(Stored items)
________________________

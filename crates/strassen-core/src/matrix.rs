//! Dense row-major matrix type and shape helpers.

use std::fmt;

use serde::{Deserialize, Serialize};

use crate::error::MatrixError;
use crate::scalar::Scalar;

/// Shape of a matrix as `(rows, cols)`.
#[derive(Debug, Clone, Copy, PartialEq, Eq, Hash, Serialize, Deserialize)]
pub struct Dimensions {
    pub rows: usize,
    pub cols: usize,
}

impl Dimensions {
    #[must_use]
    pub const fn new(rows: usize, cols: usize) -> Self {
        Self { rows, cols }
    }

    #[must_use]
    pub const fn is_square(self) -> bool {
        self.rows == self.cols
    }

    /// Largest of the two sides.
    #[must_use]
    pub fn max_side(self) -> usize {
        self.rows.max(self.cols)
    }
}

impl fmt::Display for Dimensions {
    fn fmt(&self, f: &mut fmt::Formatter<'_>) -> fmt::Result {
        write!(f, "{}x{}", self.rows, self.cols)
    }
}

/// Rectangular grid of numeric cells.
///
/// Every constructor rejects zero-sized and ragged input, so a live
/// `Matrix` always has at least one row and one column and all rows share
/// the same length. Cells are stored row-major in a single buffer.
#[derive(Debug, Clone, PartialEq)]
pub struct Matrix<T> {
    rows: usize,
    cols: usize,
    data: Vec<T>,
}

impl<T: Scalar> Matrix<T> {
    /// Build a matrix from a sequence of rows.
    pub fn from_rows(rows: Vec<Vec<T>>) -> Result<Self, MatrixError> {
        let cols = rows.first().map_or(0, Vec::len);
        if rows.is_empty() || cols == 0 {
            return Err(MatrixError::EmptyMatrix);
        }

        let row_count = rows.len();
        let mut data = Vec::with_capacity(row_count * cols);
        for (i, row) in rows.into_iter().enumerate() {
            if row.len() != cols {
                return Err(MatrixError::RaggedRows {
                    row: i,
                    expected: cols,
                    found: row.len(),
                });
            }
            data.extend(row);
        }

        Ok(Self {
            rows: row_count,
            cols,
            data,
        })
    }

    /// Build a matrix from a flat row-major buffer.
    pub fn from_vec(rows: usize, cols: usize, data: Vec<T>) -> Result<Self, MatrixError> {
        if rows == 0 || cols == 0 {
            return Err(MatrixError::EmptyMatrix);
        }
        let Some(expected) = rows.checked_mul(cols) else {
            return Err(MatrixError::ShapeMismatch(format!(
                "{} cell count overflows usize",
                Dimensions::new(rows, cols)
            )));
        };
        if data.len() != expected {
            return Err(MatrixError::DataLength {
                expected,
                found: data.len(),
            });
        }
        Ok(Self { rows, cols, data })
    }

    /// Build a matrix whose cell `(i, j)` is `f(i, j)`.
    pub fn from_fn(
        rows: usize,
        cols: usize,
        f: impl FnMut(usize, usize) -> T,
    ) -> Result<Self, MatrixError> {
        if rows == 0 || cols == 0 {
            return Err(MatrixError::EmptyMatrix);
        }
        Ok(Self::filled_with(rows, cols, f))
    }

    /// All-zero matrix of the given shape.
    pub fn zeros(rows: usize, cols: usize) -> Result<Self, MatrixError> {
        Self::from_fn(rows, cols, |_, _| T::zero())
    }

    /// `n x n` identity matrix.
    pub fn identity(n: usize) -> Result<Self, MatrixError> {
        Self::from_fn(n, n, |i, j| if i == j { T::one() } else { T::zero() })
    }

    /// Shape constructor for callers that already guarantee non-zero sides.
    pub(crate) fn filled_with(
        rows: usize,
        cols: usize,
        mut f: impl FnMut(usize, usize) -> T,
    ) -> Self {
        debug_assert!(rows > 0 && cols > 0);
        let mut data = Vec::with_capacity(rows * cols);
        for i in 0..rows {
            for j in 0..cols {
                data.push(f(i, j));
            }
        }
        Self { rows, cols, data }
    }

    #[must_use]
    pub fn rows(&self) -> usize {
        self.rows
    }

    #[must_use]
    pub fn cols(&self) -> usize {
        self.cols
    }

    /// Current shape, computed from the matrix itself.
    #[must_use]
    pub fn dimensions(&self) -> Dimensions {
        Dimensions::new(self.rows, self.cols)
    }

    #[must_use]
    pub fn is_square(&self) -> bool {
        self.rows == self.cols
    }

    /// Cell at `(row, col)`, or `None` when out of bounds.
    #[must_use]
    pub fn get(&self, row: usize, col: usize) -> Option<T> {
        if row >= self.rows || col >= self.cols {
            return None;
        }
        Some(self.data[row * self.cols + col])
    }

    /// Cell at `(row, col)` for in-bounds indices.
    #[inline]
    pub(crate) fn at(&self, row: usize, col: usize) -> T {
        self.data[row * self.cols + col]
    }

    /// Borrow row `i`. Panics when `i >= rows`.
    #[must_use]
    pub fn row(&self, i: usize) -> &[T] {
        let start = i * self.cols;
        &self.data[start..start + self.cols]
    }

    /// Iterate over rows as slices.
    pub fn iter_rows(&self) -> impl Iterator<Item = &[T]> {
        self.data.chunks_exact(self.cols)
    }

    /// Row-major view of every cell.
    #[must_use]
    pub fn as_slice(&self) -> &[T] {
        &self.data
    }

    /// Copy the cells out as a sequence of rows.
    #[must_use]
    pub fn to_rows(&self) -> Vec<Vec<T>> {
        self.iter_rows().map(<[T]>::to_vec).collect()
    }

    /// Zero-padded copy with `self` in the top-left corner.
    ///
    /// The receiver is left untouched.
    pub fn padded(&self, rows: usize, cols: usize) -> Result<Self, MatrixError> {
        if rows < self.rows || cols < self.cols {
            return Err(MatrixError::ShapeMismatch(format!(
                "cannot pad {} down to {}",
                self.dimensions(),
                Dimensions::new(rows, cols)
            )));
        }
        Ok(Self::filled_with(rows, cols, |i, j| {
            if i < self.rows && j < self.cols {
                self.at(i, j)
            } else {
                T::zero()
            }
        }))
    }

    /// Copy of the top-left `rows x cols` block.
    pub fn cropped(&self, rows: usize, cols: usize) -> Result<Self, MatrixError> {
        if rows == 0 || cols == 0 {
            return Err(MatrixError::EmptyMatrix);
        }
        if rows > self.rows || cols > self.cols {
            return Err(MatrixError::ShapeMismatch(format!(
                "cannot crop {} up to {}",
                self.dimensions(),
                Dimensions::new(rows, cols)
            )));
        }
        Ok(self.block(0, 0, rows, cols))
    }

    /// Copy of the `rows x cols` block starting at `(row, col)`.
    pub(crate) fn block(&self, row: usize, col: usize, rows: usize, cols: usize) -> Self {
        debug_assert!(row + rows <= self.rows && col + cols <= self.cols);
        let mut data = Vec::with_capacity(rows * cols);
        for i in row..row + rows {
            let start = i * self.cols + col;
            data.extend_from_slice(&self.data[start..start + cols]);
        }
        Self { rows, cols, data }
    }

    /// Cell-by-cell comparison with a relative tolerance.
    #[must_use]
    pub fn approx_eq(&self, other: &Self, tolerance: f64) -> bool {
        self.dimensions() == other.dimensions()
            && self
                .data
                .iter()
                .zip(&other.data)
                .all(|(&a, &b)| a.approx_eq(b, tolerance))
    }
}

impl<T: Scalar> TryFrom<Vec<Vec<T>>> for Matrix<T> {
    type Error = MatrixError;

    fn try_from(rows: Vec<Vec<T>>) -> Result<Self, Self::Error> {
        Self::from_rows(rows)
    }
}

impl<T: Scalar> fmt::Display for Matrix<T> {
    fn fmt(&self, f: &mut fmt::Formatter<'_>) -> fmt::Result {
        for (i, row) in self.iter_rows().enumerate() {
            if i > 0 {
                writeln!(f)?;
            }
            write!(f, "[")?;
            for (j, cell) in row.iter().enumerate() {
                if j > 0 {
                    write!(f, ", ")?;
                }
                write!(f, "{cell}")?;
            }
            write!(f, "]")?;
        }
        Ok(())
    }
}
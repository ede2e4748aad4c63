//! Strassen-rs library: application logic for the `strassen` binary.

pub mod app;
pub mod config;
pub mod errors;
pub mod input;
pub mod version;
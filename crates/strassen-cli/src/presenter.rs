//! CLI result presenter.

use std::time::Duration;

use strassen_core::{Matrix, Scalar};
use strassen_orchestration::interfaces::{MultiplicationResult, ResultPresenter};

use crate::output::{format_duration, format_matrix};
use crate::ui::{print_error, product_header, status_label};

/// CLI result presenter.
pub struct CLIResultPresenter {
    verbose: bool,
    quiet: bool,
}

impl CLIResultPresenter {
    #[must_use]
    pub fn new(verbose: bool, quiet: bool) -> Self {
        Self { verbose, quiet }
    }
}

impl<T: Scalar> ResultPresenter<T> for CLIResultPresenter {
    fn present_result(&self, strategy: &str, product: &Matrix<T>, duration: Duration, details: bool) {
        if self.quiet {
            println!("{}", format_matrix(product, true));
            return;
        }

        println!("{}", product_header(strategy, product.dimensions()));
        println!("Duration: {}", format_duration(duration));

        if details {
            let zero = T::zero();
            let non_zero = product.as_slice().iter().filter(|&&x| x != zero).count();
            println!("Cells: {} ({non_zero} non-zero)", product.as_slice().len());
        }

        println!("{}", format_matrix(product, self.verbose));
    }

    fn present_comparison(&self, results: &[MultiplicationResult<T>]) {
        if self.quiet {
            return;
        }

        println!("\nComparison Results:");
        println!("{:-<60}", "");
        for result in results {
            println!(
                "  {:<20} {:>10} {}",
                result.strategy,
                format_duration(result.duration),
                status_label(result.outcome.is_ok()),
            );
        }
    }

    fn present_error(&self, error: &str) {
        print_error(error);
    }
}
//! Observability subsystem.
//!
//! # Data Flow
//! ```text
//! Engine and filters produce:
//!     → logging.rs (structured log events, request ID on every event)
//!     → metrics.rs (counters, histograms)
//!
//! Consumers:
//!     → stdout (pretty or JSON)
//!     → Metrics endpoint (Prometheus scrape)
//! ```

pub mod logging;
pub mod metrics;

________________________

→ Exercise aim: Would you retype the lines above from the one with "out of bounds." down to the one with "rows as slices.", word for word, both ends included and no other lines?

→ Final answer:
    /// Cell at `(row, col)`, or `None` when out of bounds.
    #[must_use]
    pub fn get(&self, row: usize, col: usize) -> Option<T> {
        if row >= self.rows || col >= self.cols {
            return None;
        }
        Some(self.data[row * self.cols + col])
    }

    /// Cell at `(row, col)` for in-bounds indices.
    #[inline]
    pub(crate) fn at(&self, row: usize, col: usize) -> T {
        self.data[row * self.cols + col]
    }

    /// Borrow row `i`. Panics when `i >= rows`.
    #[must_use]
    pub fn row(&self, i: usize) -> &[T] {
        let start = i * self.cols;
        &self.data[start..start + self.cols]
    }

    /// Iterate over rows as slices.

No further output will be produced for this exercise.